(Collected data entries)
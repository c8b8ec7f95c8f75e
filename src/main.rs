use std::sync::Arc;

use anyhow::Context;
use tower_http::cors::CorsLayer;
use tower_http::trace::TraceLayer;
use tracing_subscriber::EnvFilter;
use tracing_subscriber::layer::SubscriberExt;
use tracing_subscriber::util::SubscriberInitExt;

use callflow::api::{ApiState, api_routes};
use callflow::channels::{ChannelManager, GatewayChannel, PendingDeliveries, ScriptedChannel};
use callflow::config::{Config, GatewayConfig};
use callflow::orchestrator::{self, Orchestrator};
use callflow::session::ChannelKind;
use callflow::store::{Database, LibSqlBackend};
use callflow::survey::SurveyRegistry;

#[tokio::main]
async fn main() -> anyhow::Result<()> {
    let config = Config::from_env().context("Invalid configuration")?;

    // Keep the guard alive so buffered file logs are flushed on exit.
    let _log_guard = init_tracing(&config);

    eprintln!("📞 Callflow v{}", env!("CARGO_PKG_VERSION"));
    eprintln!("   API: http://0.0.0.0:{}/api", config.api.port);
    eprintln!("   Database: {}", config.db_path.display());

    // ── Database ─────────────────────────────────────────────────────────
    let db: Arc<dyn Database> = Arc::new(
        LibSqlBackend::new_local(&config.db_path)
            .await
            .with_context(|| format!("Failed to open database at {}", config.db_path.display()))?,
    );

    // ── Channels ─────────────────────────────────────────────────────────
    let pending = Arc::new(PendingDeliveries::new());
    let channels = build_channels(&config, &config.gateways, &pending)?;
    if channels.kinds().is_empty() {
        eprintln!("   Channels: none configured (set CALLFLOW_*_GATEWAY_URL or CALLFLOW_SIMULATE=1)");
    } else {
        let names: Vec<String> = channels.kinds().iter().map(ToString::to_string).collect();
        eprintln!("   Channels: {}", names.join(", "));
    }
    for (kind, health) in channels.health_check_all().await {
        if let Err(e) = health {
            tracing::warn!(channel = %kind, error = %e, "Channel health check failed");
        }
    }

    // ── Orchestrator ─────────────────────────────────────────────────────
    let surveys = Arc::new(SurveyRegistry::new(Arc::clone(&db)));
    let orchestrator = Orchestrator::new(
        config.orchestrator.clone(),
        Arc::clone(&db),
        surveys,
        channels,
    );

    let recovered = orchestrator
        .recover_interrupted()
        .await
        .context("Startup recovery failed")?;
    if recovered > 0 {
        eprintln!("   Recovered {} interrupted sessions", recovered);
    }

    let ticker = orchestrator::spawn_dispatch_ticker(
        orchestrator.clone(),
        config.orchestrator.dispatch_interval,
    );
    eprintln!(
        "   Dispatch: every {}s, max {} concurrent\n",
        config.orchestrator.dispatch_interval.as_secs(),
        config.orchestrator.max_concurrent_calls,
    );

    // ── Control API ──────────────────────────────────────────────────────
    let app = api_routes(ApiState {
        orchestrator,
        pending,
        bearer_token: config.api.bearer_token.clone(),
    })
    .layer(TraceLayer::new_for_http())
    .layer(CorsLayer::permissive());

    let listener = tokio::net::TcpListener::bind(format!("0.0.0.0:{}", config.api.port))
        .await
        .with_context(|| format!("Failed to bind API port {}", config.api.port))?;
    tracing::info!(port = config.api.port, "Control API started");

    axum::serve(listener, app)
        .with_graceful_shutdown(async {
            tokio::signal::ctrl_c().await.ok();
        })
        .await
        .context("API server failed")?;

    // Live attempts are settled as interrupted on the next start.
    ticker.abort();
    tracing::info!("Shut down");
    Ok(())
}

fn init_tracing(config: &Config) -> Option<tracing_appender::non_blocking::WorkerGuard> {
    let filter = EnvFilter::try_from_default_env().unwrap_or_else(|_| EnvFilter::new("info"));
    let stderr = tracing_subscriber::fmt::layer()
        .with_target(false)
        .with_writer(std::io::stderr);

    match &config.log_dir {
        Some(dir) => {
            let appender = tracing_appender::rolling::daily(dir, "callflow.log");
            let (writer, guard) = tracing_appender::non_blocking(appender);
            let file = tracing_subscriber::fmt::layer()
                .with_target(false)
                .with_ansi(false)
                .with_writer(writer);
            tracing_subscriber::registry()
                .with(filter)
                .with(stderr)
                .with(file)
                .init();
            Some(guard)
        }
        None => {
            tracing_subscriber::registry().with(filter).with(stderr).init();
            None
        }
    }
}

fn build_channels(
    config: &Config,
    gateways: &GatewayConfig,
    pending: &Arc<PendingDeliveries>,
) -> anyhow::Result<ChannelManager> {
    let mut channels = ChannelManager::new();

    if config.simulate {
        channels.register_all(Arc::new(ScriptedChannel::auto_answering()));
        eprintln!("   Simulation: scripted adapter answering on every channel");
    }

    let urls = [
        (ChannelKind::Voice, &gateways.voice_url),
        (ChannelKind::WhatsApp, &gateways.whatsapp_url),
        (ChannelKind::Sms, &gateways.sms_url),
    ];
    for (kind, url) in urls {
        if let Some(url) = url {
            let gateway = GatewayChannel::new(kind, url.clone(), Arc::clone(pending))
                .with_context(|| format!("Failed to create {kind} gateway"))?;
            channels.register(kind, Arc::new(gateway));
        }
    }

    Ok(channels)
}
//! Mapping from crate errors to HTTP responses.

use axum::Json;
use axum::http::StatusCode;
use axum::response::{IntoResponse, Response};

use crate::error::{ChannelError, DatabaseError, Error, SessionError};

/// An error body `{"error": "..."}` with its status code.
#[derive(Debug)]
pub struct ApiError {
    pub status: StatusCode,
    pub message: String,
}

impl ApiError {
    pub fn new(status: StatusCode, message: impl Into<String>) -> Self {
        Self {
            status,
            message: message.into(),
        }
    }

    pub fn not_found(message: impl Into<String>) -> Self {
        Self::new(StatusCode::NOT_FOUND, message)
    }
}

fn status_for(err: &Error) -> StatusCode {
    match err {
        Error::Graph(_) | Error::Flow(_) => StatusCode::UNPROCESSABLE_ENTITY,
        Error::Config(_) => StatusCode::INTERNAL_SERVER_ERROR,
        Error::Database(DatabaseError::NotFound { .. }) => StatusCode::NOT_FOUND,
        Error::Database(DatabaseError::Conflict { .. }) => StatusCode::CONFLICT,
        Error::Database(_) => StatusCode::INTERNAL_SERVER_ERROR,
        Error::Channel(ChannelError::NotConfigured { .. }) => StatusCode::UNPROCESSABLE_ENTITY,
        Error::Channel(ChannelError::UnknownDelivery(_)) => StatusCode::NOT_FOUND,
        Error::Channel(_) => StatusCode::BAD_GATEWAY,
        Error::Session(e) => match e {
            SessionError::NotFound { .. }
            | SessionError::SurveyNotFound { .. }
            | SessionError::CampaignNotFound { .. } => StatusCode::NOT_FOUND,
            SessionError::SurveyNotDispatchable { .. }
            | SessionError::CampaignSurveyMismatch { .. } => StatusCode::UNPROCESSABLE_ENTITY,
            SessionError::InvalidTransition { .. }
            | SessionError::RetryExhausted { .. }
            | SessionError::StaleAnswer { .. }
            | SessionError::NotAcceptingAnswers { .. } => StatusCode::CONFLICT,
        },
    }
}

impl From<Error> for ApiError {
    fn from(err: Error) -> Self {
        let status = status_for(&err);
        if status.is_server_error() {
            tracing::error!(error = %err, "Request failed");
        }
        Self::new(status, err.to_string())
    }
}

impl From<ChannelError> for ApiError {
    fn from(err: ChannelError) -> Self {
        Error::from(err).into()
    }
}

impl IntoResponse for ApiError {
    fn into_response(self) -> Response {
        (
            self.status,
            Json(serde_json::json!({ "error": self.message })),
        )
            .into_response()
    }
}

(THE PROBLEM)
Look through the data and gather every line with the string "main" in it.

(EXPECTED ANSWER)
filename src/main.rs
#[tokio::main]
async fn main() -> anyhow::Result<()> {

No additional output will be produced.